# Fountain Pen Kits



## moe1970 (Apr 18, 2021)

I have a customer looking for the thinnest fountain pen kit out there. Something that is not over the top and has the thinnest clip possible. He currently likes the Jr. Majestic in Rhodium without the gem at the bottom of the clip (out of the options I was able to find). Think thin. So far the examples of style he is comparing to are the Waterman Hemisphere 10 and Parker Duofold Centennial. What are my options? Thank you very much for your time.


----------



## monophoto (Apr 18, 2021)

Most fountain pen kits are rather hefty.  The skinniest I've seen are some kits offered by PSI and CSUSA that used 10mm tubes.  Both were snap caps, and both were designs in which there was exposed end-grain at the bottom of the cap - I always thought this was rather cheesy.  And the selection of platings was limited - any color you wanted as long as you like gold.  Incidentally, while both designs featured a metal extension on the end of the body, it was possible to modify the design to have a closed end although this required that you fabricate some kind of mandrel for turning the body portion of the pen.  

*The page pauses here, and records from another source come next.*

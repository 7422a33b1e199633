//! Tool executor implementations.
//!
//! This module contains the actual implementations for executing each tool
//! by calling the corresponding Shopify Admin API methods.

use serde_json::json;

use crate::claude::error::ClaudeError;
use crate::shopify::types::CustomerListParams;

use super::ToolExecutor;
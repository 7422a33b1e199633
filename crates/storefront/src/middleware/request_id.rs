//! Request ID middleware for request tracing and correlation.
//!
//! Generates a UUID v4 for each request if not provided by an upstream proxy
//! (e.g., Cloudflare, load balancer). The request ID is:
//! - Recorded in the current tracing span
//! - Added to the Sentry scope for error correlation
//! - Returned in the response headers

use axum::{extract::Request, http::HeaderValue, middleware::Next, response::Response};
use tracing::Span;
use uuid::Uuid;

/// The HTTP header name for request IDs.
pub const REQUEST_ID_HEADER: &str = "x-request-id";

/// Middleware that ensures every request has a unique request ID.
///
/// If the incoming request has an `x-request-id` header (from Cloudflare, a load
/// balancer, or another upstream proxy), that value is used. Otherwise, a new
/// UUID v4 is generated.
///
/// The request ID is:
/// 1. Recorded in the current tracing span via `Span::current().record()`
/// 2. Added to the Sentry scope as a tag for error correlation
/// 3. Added to the response headers for client visibility
pub async fn request_id_middleware(request: Request, next: Next) -> Response {
    let request_id = request
        .headers()
        .get(REQUEST_ID_HEADER)
        .and_then(|h| h.to_str().ok())
        .map_or_else(|| Uuid::new_v4().to_string(), String::from);

    // Record in current span for structured logging
    Span::current().record("request_id", &request_id);

    // Set in Sentry scope for error correlation
    sentry::configure_scope(|scope| {
        scope.set_tag("request_id", &request_id);
    });

    let mut response = next.run(request).await;

    // Add to response headers so clients can reference the request ID
    if let Ok(value) = HeaderValue::from_str(&request_id) {
        response.headers_mut().insert(REQUEST_ID_HEADER, value);
    }

    response
}
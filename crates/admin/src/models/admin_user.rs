//! Admin user domain types.
//!
//! These types represent validated domain objects for admin authentication.

use chrono::{DateTime, Utc};
use webauthn_rs::prelude::Passkey;

use naked_pineapple_core::{AdminCredentialId, AdminUserId, Email};

// Re-export AdminRole from core for convenience
pub use naked_pineapple_core::AdminRole;

/// An admin user (domain type).
#[derive(Debug, Clone)]
pub struct AdminUser {
    /// Unique admin user ID.
    pub id: AdminUserId,
    /// Admin's email address.
    pub email: Email,
    /// Admin's display name.
    pub name: String,
    /// Admin's role/permission level.
    pub role: AdminRole,
    /// When the admin was created.
    pub created_at: DateTime<Utc>,
    /// When the admin was last updated.
    pub updated_at: DateTime<Utc>,
}

/// A `WebAuthn` credential for admin authentication (domain type).
///
/// Admin users can have multiple passkeys for different devices.
#[derive(Debug, Clone)]
pub struct AdminCredential {
    /// Database ID of this credential.
    pub id: AdminCredentialId,
    /// Admin user who owns this credential.
    pub admin_user_id: AdminUserId,
    /// `WebAuthn` credential ID (from the authenticator).
    pub webauthn_id: Vec<u8>,
    /// The full passkey data including public key.
    pub passkey: Passkey,
    /// User-assigned name for this credential (e.g., "MacBook", "iPhone").
    pub name: String,
    /// When this credential was registered.
    pub created_at: DateTime<Utc>,
}
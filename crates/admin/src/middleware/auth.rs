//! Authentication middleware and extractors for admin.
//!
//! Provides extractors for requiring admin authentication in route handlers.

use axum::{
    extract::FromRequestParts,
    http::{StatusCode, request::Parts},
    response::{IntoResponse, Redirect, Response},
};
use tower_sessions::Session;

use crate::models::{CurrentAdmin, session_keys};

/// Extractor that requires admin authentication.
///
/// If the admin is not logged in, returns a redirect to the login page
/// for HTML requests, or 401 Unauthorized for API requests.
///
/// # Example
///
/// ```rust,ignore
/// async fn protected_handler(
///     RequireAdminAuth(admin): RequireAdminAuth,
/// ) -> impl IntoResponse {
///     format!("Hello, {}!", admin.name)
/// }
/// ```
pub struct RequireAdminAuth(pub CurrentAdmin);

/// Error returned when admin authentication is required but the user is not logged in.
pub enum AdminAuthRejection {
    /// Redirect to login page (for HTML requests).
    RedirectToLogin,
    /// Unauthorized response (for API requests).
    Unauthorized,
}

impl IntoResponse for AdminAuthRejection {
    fn into_response(self) -> Response {
        match self {
            Self::RedirectToLogin => Redirect::to("/auth/login").into_response(),
            Self::Unauthorized => StatusCode::UNAUTHORIZED.into_response(),
        }
    }
}

impl<S> FromRequestParts<S> for RequireAdminAuth
where
    S: Send + Sync,
{
    type Rejection = AdminAuthRejection;

    async fn from_request_parts(parts: &mut Parts, _state: &S) -> Result<Self, Self::Rejection> {
        // Get the session from extensions (set by SessionManagerLayer)
        let session = parts
            .extensions
            .get::<Session>()
            .ok_or(AdminAuthRejection::Unauthorized)?;

        // Get the current admin from the session
        let admin: CurrentAdmin = session
            .get(session_keys::CURRENT_ADMIN)
            .await
            .ok()
            .flatten()
            .ok_or_else(|| {
                // Check if this is an API request
                let is_api = parts.uri.path().starts_with("/api/");
                if is_api {
                    AdminAuthRejection::Unauthorized
                } else {
                    AdminAuthRejection::RedirectToLogin
                }
            })?;

        Ok(Self(admin))
    }
}

/// Extractor that optionally gets the current admin.
///
/// Unlike `RequireAdminAuth`, this does not reject the request if the admin is not logged in.
///
/// # Example
///
/// ```rust,ignore
/// async fn handler(
///     OptionalAdminAuth(admin): OptionalAdminAuth,
/// ) -> impl IntoResponse {
///     match admin {
///         Some(a) => format!("Hello, {}!", a.name),
///         None => "Hello, guest!".to_string(),
///     }
/// }
/// ```
pub struct OptionalAdminAuth(pub Option<CurrentAdmin>);

impl<S> FromRequestParts<S> for OptionalAdminAuth
where
    S: Send + Sync,
{
    type Rejection = std::convert::Infallible;

    async fn from_request_parts(parts: &mut Parts, _state: &S) -> Result<Self, Self::Rejection> {
        let admin = match parts.extensions.get::<Session>() {
            Some(session) => session
                .get::<CurrentAdmin>(session_keys::CURRENT_ADMIN)
                .await
                .ok()
                .flatten(),
            None => None,
        };

        Ok(Self(admin))
    }
}

/// Extractor that requires super admin authentication.
///
/// If the admin is not logged in, redirects to login.
/// If the admin is not a super admin, returns 403 Forbidden.
///
/// # Example
///
/// ```rust,ignore
/// async fn super_admin_handler(
///     RequireSuperAdmin(admin): RequireSuperAdmin,
/// ) -> impl IntoResponse {
///     format!("Hello super admin {}!", admin.name)
/// }
/// ```
pub struct RequireSuperAdmin(pub CurrentAdmin);

/// Error returned when super admin authentication is required.
pub enum SuperAdminRejection {
    /// Redirect to login page (for HTML requests).
    RedirectToLogin,
    /// Unauthorized response (for API requests).
    Unauthorized,
    /// Forbidden - user is admin but not super admin.
    Forbidden,
}

impl IntoResponse for SuperAdminRejection {
    fn into_response(self) -> Response {
        match self {
            Self::RedirectToLogin => Redirect::to("/auth/login").into_response(),
            Self::Unauthorized => StatusCode::UNAUTHORIZED.into_response(),
            Self::Forbidden => (
                StatusCode::FORBIDDEN,
                "Only super admins can access this resource",
            )
                .into_response(),
        }
    }
}

impl<S> FromRequestParts<S> for RequireSuperAdmin
where
    S: Send + Sync,
{
    type Rejection = SuperAdminRejection;

    async fn from_request_parts(parts: &mut Parts, _state: &S) -> Result<Self, Self::Rejection> {
        use crate::models::AdminRole;

        // Get the session from extensions
        let session = parts
            .extensions
            .get::<Session>()
            .ok_or(SuperAdminRejection::Unauthorized)?;

        // Get the current admin from the session
        let admin: CurrentAdmin = session
            .get(session_keys::CURRENT_ADMIN)
            .await
            .ok()
            .flatten()
            .ok_or_else(|| {
                let is_api = parts.uri.path().starts_with("/api/");
                if is_api {
                    SuperAdminRejection::Unauthorized
                } else {
                    SuperAdminRejection::RedirectToLogin
                }
            })?;

        // Check for super admin role
        if admin.role != AdminRole::SuperAdmin {
            return Err(SuperAdminRejection::Forbidden);
        }

        Ok(Self(admin))
    }
}

/// Helper to set the current admin in the session.
///
/// # Errors
///
/// Returns an error if the session cannot be modified.
pub async fn set_current_admin(
    session: &Session,
    admin: &CurrentAdmin,
) -> Result<(), tower_sessions::session::Error> {
    session.insert(session_keys::CURRENT_ADMIN, admin).await
}

/// Helper to clear the current admin from the session (logout).
///
/// # Errors
///
/// Returns an error if the session cannot be modified.
pub async fn clear_current_admin(session: &Session) -> Result<(), tower_sessions::session::Error> {
    session
        .remove::<CurrentAdmin>(session_keys::CURRENT_ADMIN)
        .await?;
    Ok(())
}

/// Check that the current user is a super admin.
///
/// Returns `Ok(())` if the user is authenticated and has the `SuperAdmin` role.
///
/// # Errors
///
/// Returns `Err(Response)` with a redirect to login if not authenticated,
/// or a 403 Forbidden response if the user is not a super admin.
pub async fn require_super_admin<S>(_state: &S, session: &Session) -> Result<(), Response>
where
    S: Send + Sync,
{
    use crate::models::AdminRole;

    let admin: CurrentAdmin = session
        .get(session_keys::CURRENT_ADMIN)
        .await
        .ok()
        .flatten()
        .ok_or_else(|| Redirect::to("/auth/login").into_response())?;

    if admin.role != AdminRole::SuperAdmin {
        return Err((
            StatusCode::FORBIDDEN,
            "Only super admins can access this resource",
        )
            .into_response());
    }

    Ok(())
}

PSI also used to offer a 10mm FP in a cigar design that avoided the exposed end-grain, but still used a snap-cap closure, but it's no longer in their catalog.


----------



## Curly (Apr 18, 2021)

Beaufort Ink have a couple that use a 25/64" and 15/32" drills for the tubes. The Mistral and the Leveche. Turners Warehouse sell them in the US if you don't want to buy from the UK.

Disclaimer. My wife Marla makes pen blanks for these two companies.


----------



## erichardson (Apr 18, 2021)

Consider the Manager FP kit. It is not going to be the quality as the other kits mentioned but I have made it for customers and have had no complaints. It is thin and lightweight. You can get them from Exotic Blanks or Turners Warehouse.


----------



## Ted iin Michigan (Apr 18, 2021)

Penn State has a pretty thin FP. I believe it’s the “Classic”. If you could replace the nib it might fill your customer’s requirements.


----------



## greenacres2 (Apr 19, 2021)

Curly said:


> Beaufort Ink have a couple that use a 25/64" and 15/32" drills for the tubes. The Mistral and the Leveche. Turners Warehouse sell them in the US if you don't want to buy from the UK.
> 
> Disclaimer. My wife Marla makes pen blanks for these two companies.


That would be a fine choice--and great hardware.  (i have no affiliations, just like the hardware)  Berea's Sedona also comes to mind, and i think Smitty's (Exotic Blanks) Caballero is similar in size to the Sedona.
earl


----------